GIVEN DATA
//! Core data model shared by the parser, predictor, FK resolver and reporters.
//!
//! Everything in here is plain data: built once per analysis run and never
//! mutated by the engine.

use serde::{Deserialize, Serialize};
use std::fmt;

// =============================================================================
// CLASSIFICATION ENUMS
// =============================================================================

/// DDL execution algorithm chosen by InnoDB
#[derive(Debug, Clone, Copy, PartialEq, Eq, Hash, Serialize, Deserialize)]
#[serde(rename_all = "SCREAMING_SNAKE_CASE")]
pub enum Algorithm {
    /// Metadata-only change, no rewrite
    Instant,
    /// Online rewrite in place
    Inplace,
    /// Blocking full-table copy
    Copy,
}

impl Algorithm {
    pub fn as_str(&self) -> &'static str {
        match self {
            Algorithm::Instant => "INSTANT",
            Algorithm::Inplace => "INPLACE",
            Algorithm::Copy => "COPY",
        }
    }
}

impl fmt::Display for Algorithm {
    fn fmt(&self, f: &mut fmt::Formatter<'_>) -> fmt::Result {
        f.write_str(self.as_str())
    }
}

/// Concurrent DML lock level held while the DDL runs
#[derive(Debug, Clone, Copy, PartialEq, Eq, Hash, PartialOrd, Ord, Serialize, Deserialize)]
#[serde(rename_all = "SCREAMING_SNAKE_CASE")]
pub enum LockLevel {
    None,
    Shared,
    Exclusive,
}

impl LockLevel {
    pub fn as_str(&self) -> &'static str {
        match self {
            LockLevel::None => "NONE",
            LockLevel::Shared => "SHARED",
            LockLevel::Exclusive => "EXCLUSIVE",
        }
    }

    /// Suffix used by the text report after the lock name
    pub fn describe(&self) -> &'static str {
        match self {
            LockLevel::None => " (concurrent DML allowed)",
            LockLevel::Shared => " (DML writes blocked)",
            LockLevel::Exclusive => " (DML blocked)",
        }
    }
}

impl fmt::Display for LockLevel {
    fn fmt(&self, f: &mut fmt::Formatter<'_>) -> fmt::Result {
        f.write_str(self.as_str())
    }
}

/// Risk tiers, ordered from least to most dangerous
#[derive(Debug, Clone, Copy, PartialEq, Eq, Hash, PartialOrd, Ord, Serialize, Deserialize)]
#[serde(rename_all = "SCREAMING_SNAKE_CASE")]
pub enum RiskLevel {
    Low,
    Medium,
    High,
    Critical,
}

impl RiskLevel {
    pub fn as_str(&self) -> &'static str {
        match self {
            RiskLevel::Low => "LOW",
            RiskLevel::Medium => "MEDIUM",
            RiskLevel::High => "HIGH",
            RiskLevel::Critical => "CRITICAL",
        }
    }
}

impl fmt::Display for RiskLevel {
    fn fmt(&self, f: &mut fmt::Formatter<'_>) -> fmt::Result {
        f.write_str(self.as_str())
    }
}

// =============================================================================
// ALTER ACTIONS
// =============================================================================

/// Every ALTER TABLE action kind the analyzer understands
#[derive(Debug, Clone, Copy, PartialEq, Eq, Hash, Serialize, Deserialize)]
#[serde(rename_all = "SCREAMING_SNAKE_CASE")]
pub enum ActionKind {
    // Column operations
    AddColumn,
    DropColumn,
    ModifyColumn,
    ChangeColumn,
    RenameColumn,
    AlterColumnSetDefault,
    AlterColumnDropDefault,

    // Index and key operations
    AddIndex,
    AddUniqueIndex,
    AddFulltextIndex,
    AddSpatialIndex,
    DropIndex,
    RenameIndex,
    AddPrimaryKey,
    DropPrimaryKey,
    AddForeignKey,
    DropForeignKey,

    // Table operations
    RenameTable,
    ConvertCharacterSet,
    SpecifyCharacterSet,
    ChangeEngine,
    ChangeRowFormat,
    ChangeAutoIncrement,
    ChangeKeyBlockSize,
    ForceRebuild,
    SetTableStats,
    TableEncryption,

    // Partition operations
    AddPartition,
    DropPartition,
    CoalescePartition,
    ReorganizePartition,
    TruncatePartition,
    RebuildPartition,
    ExchangePartition,
    CheckPartition,
    OptimizePartition,
    RepairPartition,
    DiscardPartitionTablespace,
    ImportPartitionTablespace,
    RemovePartitioning,
    PartitionBy,
}

impl ActionKind {
    pub const ALL: [ActionKind; 41] = [
        ActionKind::AddColumn,
        ActionKind::DropColumn,
        ActionKind::ModifyColumn,
        ActionKind::ChangeColumn,
        ActionKind::RenameColumn,
        ActionKind::AlterColumnSetDefault,
        ActionKind::AlterColumnDropDefault,
        ActionKind::AddIndex,
        ActionKind::AddUniqueIndex,
        ActionKind::AddFulltextIndex,
        ActionKind::AddSpatialIndex,
        ActionKind::DropIndex,
        ActionKind::RenameIndex,
        ActionKind::AddPrimaryKey,
        ActionKind::DropPrimaryKey,
        ActionKind::AddForeignKey,
        ActionKind::DropForeignKey,
        ActionKind::RenameTable,
        ActionKind::ConvertCharacterSet,
        ActionKind::SpecifyCharacterSet,
        ActionKind::ChangeEngine,
        ActionKind::ChangeRowFormat,
        ActionKind::ChangeAutoIncrement,
        ActionKind::ChangeKeyBlockSize,
        ActionKind::ForceRebuild,
        ActionKind::SetTableStats,
        ActionKind::TableEncryption,
        ActionKind::AddPartition,
        ActionKind::DropPartition,
        ActionKind::CoalescePartition,
        ActionKind::ReorganizePartition,
        ActionKind::TruncatePartition,
        ActionKind::RebuildPartition,
        ActionKind::ExchangePartition,
        ActionKind::CheckPartition,
        ActionKind::OptimizePartition,
        ActionKind::RepairPartition,
        ActionKind::DiscardPartitionTablespace,
        ActionKind::ImportPartitionTablespace,
        ActionKind::RemovePartitioning,
        ActionKind::PartitionBy,
    ];

    pub fn as_str(&self) -> &'static str {
        match self {
            ActionKind::AddColumn => "ADD_COLUMN",
            ActionKind::DropColumn => "DROP_COLUMN",
            ActionKind::ModifyColumn => "MODIFY_COLUMN",
            ActionKind::ChangeColumn => "CHANGE_COLUMN",
            ActionKind::RenameColumn => "RENAME_COLUMN",
            ActionKind::AlterColumnSetDefault => "ALTER_COLUMN_SET_DEFAULT",
            ActionKind::AlterColumnDropDefault => "ALTER_COLUMN_DROP_DEFAULT",
            ActionKind::AddIndex => "ADD_INDEX",
            ActionKind::AddUniqueIndex => "ADD_UNIQUE_INDEX",
            ActionKind::AddFulltextIndex => "ADD_FULLTEXT_INDEX",
            ActionKind::AddSpatialIndex => "ADD_SPATIAL_INDEX",
            ActionKind::DropIndex => "DROP_INDEX",
            ActionKind::RenameIndex => "RENAME_INDEX",
            ActionKind::AddPrimaryKey => "ADD_PRIMARY_KEY",
            ActionKind::DropPrimaryKey => "DROP_PRIMARY_KEY",
            ActionKind::AddForeignKey => "ADD_FOREIGN_KEY",
            ActionKind::DropForeignKey => "DROP_FOREIGN_KEY",
            ActionKind::RenameTable => "RENAME_TABLE",
            ActionKind::ConvertCharacterSet => "CONVERT_CHARACTER_SET",
            ActionKind::SpecifyCharacterSet => "SPECIFY_CHARACTER_SET",
            ActionKind::ChangeEngine => "CHANGE_ENGINE",
            ActionKind::ChangeRowFormat => "CHANGE_ROW_FORMAT",
            ActionKind::ChangeAutoIncrement => "CHANGE_AUTO_INCREMENT",
            ActionKind::ChangeKeyBlockSize => "CHANGE_KEY_BLOCK_SIZE",
            ActionKind::ForceRebuild => "FORCE_REBUILD",
            ActionKind::SetTableStats => "SET_TABLE_STATS",
            ActionKind::TableEncryption => "TABLE_ENCRYPTION",
            ActionKind::AddPartition => "ADD_PARTITION",
            ActionKind::DropPartition => "DROP_PARTITION",
            ActionKind::CoalescePartition => "COALESCE_PARTITION",
            ActionKind::ReorganizePartition => "REORGANIZE_PARTITION",
            ActionKind::TruncatePartition => "TRUNCATE_PARTITION",
            ActionKind::RebuildPartition => "REBUILD_PARTITION",
            ActionKind::ExchangePartition => "EXCHANGE_PARTITION",
            ActionKind::CheckPartition => "CHECK_PARTITION",
            ActionKind::OptimizePartition => "OPTIMIZE_PARTITION",
            ActionKind::RepairPartition => "REPAIR_PARTITION",
            ActionKind::DiscardPartitionTablespace => "DISCARD_PARTITION_TABLESPACE",
            ActionKind::ImportPartitionTablespace => "IMPORT_PARTITION_TABLESPACE",
            ActionKind::RemovePartitioning => "REMOVE_PARTITIONING",
            ActionKind::PartitionBy => "PARTITION_BY",
        }
    }
}

impl fmt::Display for ActionKind {
    fn fmt(&self, f: &mut fmt::Formatter<'_>) -> fmt::Result {
        f.write_str(self.as_str())
    }
}

/// Generated column flavour
#[derive(Debug, Clone, Copy, PartialEq, Eq, Serialize, Deserialize)]
#[serde(rename_all = "SCREAMING_SNAKE_CASE")]
pub enum GeneratedKind {
    Stored,
    Virtual,
}

/// Payload of an action. Only the fields relevant to its kind are populated.
#[derive(Debug, Clone, Default, PartialEq, Serialize, Deserialize)]
#[serde(default)]
pub struct ActionDetail {
    #[serde(skip_serializing_if = "String::is_empty")]
    pub column_name: String,
    #[serde(skip_serializing_if = "String::is_empty")]
    pub old_column_name: String,
    #[serde(skip_serializing_if = "String::is_empty")]
    pub column_type: String,
    #[serde(skip_serializing_if = "String::is_empty")]
    pub old_column_type: String,
    /// `None` means the statement did not say; MySQL treats that as nullable
    #[serde(skip_serializing_if = "Option::is_none")]
    pub is_nullable: Option<bool>,
    #[serde(skip_serializing_if = "Option::is_none")]
    pub was_nullable: Option<bool>,
    #[serde(skip_serializing_if = "Option::is_none")]
    pub default_value: Option<String>,
    /// "" for trailing, "FIRST" or "AFTER <col>"
    #[serde(skip_serializing_if = "String::is_empty")]
    pub position: String,
    #[serde(skip_serializing_if = "String::is_empty")]
    pub index_name: String,
    #[serde(skip_serializing_if = "Vec::is_empty")]
    pub index_columns: Vec<String>,
    #[serde(skip_serializing_if = "String::is_empty")]
    pub old_index_name: String,
    #[serde(skip_serializing_if = "String::is_empty")]
    pub constraint_name: String,
    #[serde(skip_serializing_if = "String::is_empty")]
    pub ref_table: String,
    #[serde(skip_serializing_if = "Vec::is_empty")]
    pub ref_columns: Vec<String>,
    /// Target of RENAME TO
    #[serde(skip_serializing_if = "String::is_empty")]
    pub new_table: String,
    #[serde(skip_serializing_if = "String::is_empty")]
    pub engine: String,
    #[serde(skip_serializing_if = "String::is_empty")]
    pub charset: String,
    #[serde(skip_serializing_if = "String::is_empty")]
    pub row_format: String,
    #[serde(skip_serializing_if = "std::ops::Not::not")]
    pub is_auto_increment: bool,
    #[serde(skip_serializing_if = "Option::is_none")]
    pub generated_type: Option<GeneratedKind>,
}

TASK INSTRUCTIONS
Whenever the string "ChangeEngine" shows up in a line of the entries, copy that line.

SOLUTION BELOW
    ChangeEngine,
        ActionKind::ChangeEngine,
            ActionKind::ChangeEngine => "CHANGE_ENGINE",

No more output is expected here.